Natural Water Infrastructure
The Cantareira system, a major public water supply for the city of São Paulo, is comprised of reservoirs joined by tunnels and surrounded by a thick blanket of cloud forest that stretches to the very edge of the metro area. But more than three-fourths of this forest has been destroyed.
Riparian forests, or forests that surround surface water bodies such as rivers and streams, deliver valuable benefits for watersheds. Consequently, water management and government have begun to perceive them as water infrastructure. São Paulo hopes to primarily take advantage of two major benefits of riparian forest upgrades: reduction of sediment management expenses and protection of water flows in its Cantareira System. São Paulo is among 44 other founders of Cities4Forests.
How Does It Work?
Root systems in riparian forests like the Cantareira reduce soil erosion by approximately 36%, cutting sediment pollution management expenses to return 28% on investment, which is commensurate with the water sector’s performance in Brazil. In São Paulo’s case, a strategic reforestation of 2% of the Cantareira would cost US$37 million, but would save an estimated US$69 million over 30 years.
Riparian forests can also bolster water supplies because their root systems retain water like a sponge, soaking it up in the rainy season and releasing it evenly during dry times. This sponge effect is under-researched in Latin America, but the forests adjacent to São Paulo appear to be more promising than most for their ability to retain water. Leaves in the canopy collect droplets from the fog and drip them onto the forest floor to increase the amount of water that flows into the system. Research is now showing that water harvested from fog by leaves can even be an area’s main water source, particularly where there is less precipitation.

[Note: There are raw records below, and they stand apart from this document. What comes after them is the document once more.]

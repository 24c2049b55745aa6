use anyhow::{Context, Result};
use serde::{Deserialize, Serialize};
use std::time::Duration;

use super::{LlmProvider, LlmRequest, LlmResponse, UsageMetadata};

/// Remote LLM provider using an OpenAI-compatible chat-completions API
/// (Groq, OpenAI, Ollama, ...).
pub struct RemoteLlmProvider {
    base_url: String,
    api_key: String,
    model: String,
    default_timeout: Duration,
    default_max_tokens: usize,
    default_temperature: f32,
    client: reqwest::Client,
}

impl RemoteLlmProvider {
    pub fn new(
        base_url: impl Into<String>,
        api_key: impl Into<String>,
        model: impl Into<String>,
    ) -> Self {
        Self {
            base_url: base_url.into(),
            api_key: api_key.into(),
            model: model.into(),
            default_timeout: Duration::from_secs(30),
            default_max_tokens: 1000,
            default_temperature: 0.3,
            client: reqwest::Client::new(),
        }
    }

    pub fn with_defaults(
        mut self,
        timeout_secs: u64,
        max_tokens: usize,
        temperature: f32,
    ) -> Self {
        self.default_timeout = Duration::from_secs(timeout_secs);
        self.default_max_tokens = max_tokens;
        self.default_temperature = temperature;
        self
    }

    /// Build a provider for `model` from the `[llm]` config section.
    pub fn from_config(config: &common::Config, api_key: impl Into<String>, model: impl Into<String>) -> Self {
        Self::new(config.llm_url(), api_key, model).with_defaults(
            config.llm_timeout_seconds(),
            config.max_tokens(),
            config.temperature(),
        )
    }
}

#[async_trait::async_trait]
impl LlmProvider for RemoteLlmProvider {
    async fn generate(&self, request: LlmRequest) -> Result<LlmResponse> {
        let timeout = request
            .timeout_seconds
            .map(Duration::from_secs)
            .unwrap_or(self.default_timeout);

        let max_tokens = request.max_tokens.unwrap_or(self.default_max_tokens);
        let temperature = request.temperature.unwrap_or(self.default_temperature);

        let req_body = ChatRequest {
            model: self.model.clone(),
            messages: vec![Message {
                role: "user".to_string(),
                content: request.prompt,
            }],
            max_tokens: Some(max_tokens),
            temperature: Some(temperature),
        };

        tracing::debug!(model = %self.model, max_tokens, "sending chat completion request");

        let response = tokio::time::timeout(
            timeout,
            self.client
                .post(&self.base_url)
                .header("Authorization", format!("Bearer {}", self.api_key))
                .header("Content-Type", "application/json")
                .json(&req_body)
                .send(),
        )
        .await
        .context("LLM request timed out")?
        .context("LLM HTTP request failed")?;

        if !response.status().is_success() {
            let status = response.status();
            let body = response.text().await.unwrap_or_default();
            anyhow::bail!("LLM API error {}: {}", status, body);
        }

        let resp_body: ChatResponse = tokio::time::timeout(timeout, response.json())
            .await
            .context("LLM request timed out")?
            .context("Failed to parse LLM response")?;

        let choice = resp_body
            .choices
            .first()
            .context("LLM response has no choices")?;

        let usage = resp_body
            .usage
            .map(|u| UsageMetadata {
                prompt_tokens: u.prompt_tokens.unwrap_or(0),
                completion_tokens: u.completion_tokens.unwrap_or(0),
                total_tokens: u.total_tokens.unwrap_or(0),
            })
            .unwrap_or_default();

        Ok(LlmResponse {
            content: choice.message.content.clone().unwrap_or_default(),
            usage,
            model: resp_body.model.unwrap_or_else(|| self.model.clone()),
        })
    }

    fn model(&self) -> &str {
        &self.model
    }
}

// OpenAI API request/response structures
#[derive(Debug, Serialize)]
struct ChatRequest {
    model: String,
    messages: Vec<Message>,
    #[serde(skip_serializing_if = "Option::is_none")]
    max_tokens: Option<usize>,
    #[serde(skip_serializing_if = "Option::is_none")]
    temperature: Option<f32>,
}

#[derive(Debug, Serialize)]
struct Message {
    role: String,
    content: String,
}

#[derive(Debug, Deserialize)]
struct ChatResponse {
    model: Option<String>,
    choices: Vec<Choice>,
    #[serde(default)]
    usage: Option<Usage>,
}

#[derive(Debug, Deserialize)]
struct Choice {
    message: ChoiceMessage,
}

// Reasoning models may answer with `content: null`.
#[derive(Debug, Deserialize)]
struct ChoiceMessage {
    #[serde(default)]
    content: Option<String>,
}

#[derive(Debug, Deserialize)]
struct Usage {
    #[serde(default)]
    prompt_tokens: Option<usize>,
    #[serde(default)]
    completion_tokens: Option<usize>,
    #[serde(default)]
    total_tokens: Option<usize>,
}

The ambition of São Paulo’s Nascentes Program is to restore 20,000 hectares (77 square miles) of riparian forest on land owned by SABESP, São Paulo’s water company. Phase 1 is the restoration of 4,464 hectares of riparian forest with 6.3 million native tree seedlings. World Resources Institute has also recommended strategically extending the reforestation upstream in partnership with local stewardship organizations already engaged in reforestation of the area, and the Nature Conservancy’s São Paulo Water Fund is focusing on the area as part of its Urban Water Blueprint.
The new recognition that riparian forests are valuable water infrastructure weds environmental and fiscal responsibility, and the recent adoption of the forest restoration strategy by the world’s fourth most populous city is a milestone.